About this exercise: Your task is to quote the records from their first line through the line containing "fn try_from(row: NodeRow)", with nothing added or left out.

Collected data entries
# # #

use anyhow::{Context, Result};
use async_trait::async_trait;
use sqlx::PgPool;
use std::collections::HashSet;
use tracing::instrument;

use super::{
    CommitFilter, CommitStore, EdgeUpsert, GraphStore, InsertOutcome, NodeFilter, NodeUpsert,
};
use crate::types::{Commit, ContainmentEdge, EntryKind, GraphNode};

#[derive(Debug, Clone, sqlx::FromRow)]
struct CommitRow {
    hash: String,
    tree: String,
    author: String,
    date: String,
    message: String,
}

impl From<CommitRow> for Commit {
    fn from(row: CommitRow) -> Self {
        Self {
            hash: row.hash,
            tree: row.tree,
            author: row.author,
            date: row.date,
            message: row.message,
        }
    }
}

#[derive(Debug, Clone, sqlx::FromRow)]
struct NodeRow {
    name: String,
    path: String,
    kind: String,
    size: i64,
    content_hash: String,
}

impl TryFrom<NodeRow> for GraphNode {
    type Error = anyhow::Error;

    fn try_from(row: NodeRow) -> Result<Self> {
        let kind: EntryKind = row.kind.parse().map_err(anyhow::Error::msg)?;
        Ok(Self {
            name: row.name,
            path: row.path,
            kind,
            size: u64::try_from(row.size).unwrap_or_default(),
            content_hash: row.content_hash,
        })
    }
}

fn column(commits: &[Commit], field: impl Fn(&Commit) -> &str) -> Vec<String> {
    commits.iter().map(|commit| field(commit).to_string()).collect()
}

/// Commit store backed by a postgres `commits` table
#[derive(Clone)]
pub struct PgCommitStore {
    pool: PgPool,
}

impl PgCommitStore {
    pub fn new(pool: PgPool) -> Self {
        Self { pool }
    }
}

#[async_trait]
impl CommitStore for PgCommitStore {
    #[instrument(skip(self))]
    async fn ensure_unique_index(&self) -> Result<()> {
        sqlx::query(
            r#"
            CREATE TABLE IF NOT EXISTS commits (
                hash TEXT NOT NULL,
                tree TEXT NOT NULL,
                author TEXT NOT NULL,
                date TEXT NOT NULL,
                message TEXT NOT NULL,
                ingested_at TIMESTAMPTZ NOT NULL DEFAULT NOW()
            )
            "#,
        )
        .execute(&self.pool)
        .await
        .context("failed to create commits table")?;

        sqlx::query("CREATE UNIQUE INDEX IF NOT EXISTS commits_hash_key ON commits (hash)")
            .execute(&self.pool)
            .await
            .context("failed to create unique index on commits.hash")?;

        Ok(())
    }

    /// One statement per call; hashes absent from `RETURNING` already existed
    #[instrument(skip(self, commits), fields(count = commits.len()))]
    async fn insert_many(&self, commits: &[Commit]) -> Result<Vec<InsertOutcome>> {
        let inserted = sqlx::query_scalar::<_, String>(
            r#"
            INSERT INTO commits (hash, tree, author, date, message)
            SELECT * FROM UNNEST($1::text[], $2::text[], $3::text[], $4::text[], $5::text[])
            ON CONFLICT (hash) DO NOTHING
            RETURNING hash
            "#,
        )
        .bind(column(commits, |c| c.hash.as_str()))
        .bind(column(commits, |c| c.tree.as_str()))
        .bind(column(commits, |c| c.author.as_str()))
        .bind(column(commits, |c| c.date.as_str()))
        .bind(column(commits, |c| c.message.as_str()))
        .fetch_all(&self.pool)
        .await
        .with_context(|| format!("failed to insert batch of {} commits", commits.len()))?;

        // A hash repeated within the batch is inserted once; later copies are duplicates
        let mut fresh: HashSet<String> = inserted.into_iter().collect();
        Ok(commits
            .iter()
            .map(|commit| {
                if fresh.remove(&commit.hash) {
                    InsertOutcome::Inserted
                } else {
                    InsertOutcome::Duplicate
                }
            })
            .collect())
    }

    #[instrument(skip(self))]
    async fn find(&self, filter: &CommitFilter) -> Result<Vec<Commit>> {
        let rows = sqlx::query_as::<_, CommitRow>(
            r#"
            SELECT hash, tree, author, date, message
            FROM commits
            WHERE ($1::text IS NULL OR author = $1)
              AND ($2::text IS NULL OR date = $2)
              AND ($3::text IS NULL OR hash = $3)
            ORDER BY ingested_at ASC
            "#,
        )
        .bind(filter.author.as_deref())
        .bind(filter.date.as_deref())
        .bind(filter.hash.as_deref())
        .fetch_all(&self.pool)
        .await
        .context("failed to query commits")?;

        Ok(rows.into_iter().map(Commit::from).collect())
    }

    async fn count(&self) -> Result<usize> {
        let count = sqlx::query_scalar::<_, i64>("SELECT COUNT(*) FROM commits")
            .fetch_one(&self.pool)
            .await
            .context("failed to count commits")?;
        Ok(count as usize)
    }
}

/// Graph store backed by postgres `repo_nodes` / `repo_edges` tables
#[derive(Clone)]
pub struct PgGraphStore {
    pool: PgPool,
}

impl PgGraphStore {
    pub fn new(pool: PgPool) -> Self {
        Self { pool }
    }

    /// Create node and edge tables; idempotent
    #[instrument(skip(self))]
    pub async fn ensure_schema(&self) -> Result<()> {
        sqlx::query(
            r#"
            CREATE TABLE IF NOT EXISTS repo_nodes (
                path TEXT PRIMARY KEY,
                name TEXT NOT NULL,
                kind TEXT NOT NULL,
                size BIGINT NOT NULL DEFAULT 0,
                content_hash TEXT NOT NULL DEFAULT ''
            )
            "#,
        )
        .execute(&self.pool)
        .await
        .context("failed to create repo_nodes table")?;

        sqlx::query(
            r#"
            CREATE TABLE IF NOT EXISTS repo_edges (
                parent_path TEXT NOT NULL REFERENCES repo_nodes (path),
                child_path TEXT NOT NULL REFERENCES repo_nodes (path),
                PRIMARY KEY (parent_path, child_path)
            )
            "#,
        )
        .execute(&self.pool)
        .await
        .context("failed to create repo_edges table")?;

        Ok(())
    }
}

#[async_trait]
impl GraphStore for PgGraphStore {
    async fn upsert_node(&self, node: &GraphNode) -> Result<NodeUpsert> {
        let created = sqlx::query_scalar::<_, String>(
            r#"
            INSERT INTO repo_nodes (path, name, kind, size, content_hash)
            VALUES ($1, $2, $3, $4, $5)
            ON CONFLICT (path) DO NOTHING
            RETURNING path
            "#,
        )
        .bind(&node.path)
        .bind(&node.name)
        .bind(node.kind.as_str())
        .bind(node.size as i64)
        .bind(&node.content_hash)
        .fetch_optional(&self.pool)
        .await
        .with_context(|| format!("failed to upsert node {}", node.path))?;

        Ok(match created {
            Some(_) => NodeUpsert::Created,
            None => NodeUpsert::Existing,
        })
    }

    async fn upsert_edge(&self, edge: &ContainmentEdge) -> Result<EdgeUpsert> {
        let present = sqlx::query_scalar::<_, String>(
            "SELECT path FROM repo_nodes WHERE path = $1 OR path = $2",
        )
        .bind(&edge.parent_path)
        .bind(&edge.child_path)
        .fetch_all(&self.pool)
        .await
        .context("failed to look up edge endpoints")?;

        for endpoint in [&edge.parent_path, &edge.child_path] {
            if !present.contains(endpoint) {
                return Ok(EdgeUpsert::MissingEndpoint(endpoint.clone()));
            }
        }

        let created = sqlx::query_scalar::<_, String>(
            r#"
            INSERT INTO repo_edges (parent_path, child_path)
            VALUES ($1, $2)
            ON CONFLICT (parent_path, child_path) DO NOTHING
            RETURNING parent_path
            "#,
        )
        .bind(&edge.parent_path)
        .bind(&edge.child_path)
        .fetch_optional(&self.pool)
        .await
        .with_context(|| {
            format!(
                "failed to upsert edge {} -> {}",
                edge.parent_path, edge.child_path
            )
        })?;

        Ok(match created {
            Some(_) => EdgeUpsert::Created,
            None => EdgeUpsert::Existing,
        })
    }

    #[instrument(skip(self))]
    async fn find_nodes(&self, filter: &NodeFilter) -> Result<Vec<GraphNode>> {
        let rows = sqlx::query_as::<_, NodeRow>(
            r#"
            SELECT name, path, kind, size, content_hash
            FROM repo_nodes
            WHERE ($1::text IS NULL OR name = $1)
              AND ($2::text IS NULL OR path = $2)
              AND ($3::text IS NULL OR kind = $3)
              AND ($4::bigint IS NULL OR size = $4)
              AND ($5::text IS NULL OR content_hash = $5)
            ORDER BY path ASC
            "#,
        )
        .bind(filter.name.as_deref())
        .bind(filter.path.as_deref())
        .bind(filter.kind.map(|kind| kind.as_str()))
        .bind(filter.size.map(|size| size as i64))
        .bind(filter.content_hash.as_deref())
        .fetch_all(&self.pool)
        .await
        .context("failed to query repo_nodes")?;

        rows.into_iter().map(GraphNode::try_from).collect()
    }

    async fn node_count(&self) -> Result<usize> {
        let count = sqlx::query_scalar::<_, i64>("SELECT COUNT(*) FROM repo_nodes")
            .fetch_one(&self.pool)
            .await
            .context("failed to count nodes")?;
        Ok(count as usize)
    }

    async fn edge_count(&self) -> Result<usize> {
        let count = sqlx::query_scalar::<_, i64>("SELECT COUNT(*) FROM repo_edges")
            .fetch_one(&self.pool)
            .await
            .context("failed to count edges")?;
        Ok(count as usize)
    }
}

# # #

Your solution:
use anyhow::{Context, Result};
use async_trait::async_trait;
use sqlx::PgPool;
use std::collections::HashSet;
use tracing::instrument;

use super::{
    CommitFilter, CommitStore, EdgeUpsert, GraphStore, InsertOutcome, NodeFilter, NodeUpsert,
};
use crate::types::{Commit, ContainmentEdge, EntryKind, GraphNode};

#[derive(Debug, Clone, sqlx::FromRow)]
struct CommitRow {
    hash: String,
    tree: String,
    author: String,
    date: String,
    message: String,
}

impl From<CommitRow> for Commit {
    fn from(row: CommitRow) -> Self {
        Self {
            hash: row.hash,
            tree: row.tree,
            author: row.author,
            date: row.date,
            message: row.message,
        }
    }
}

#[derive(Debug, Clone, sqlx::FromRow)]
struct NodeRow {
    name: String,
    path: String,
    kind: String,
    size: i64,
    content_hash: String,
}

impl TryFrom<NodeRow> for GraphNode {
    type Error = anyhow::Error;

    fn try_from(row: NodeRow) -> Result<Self> {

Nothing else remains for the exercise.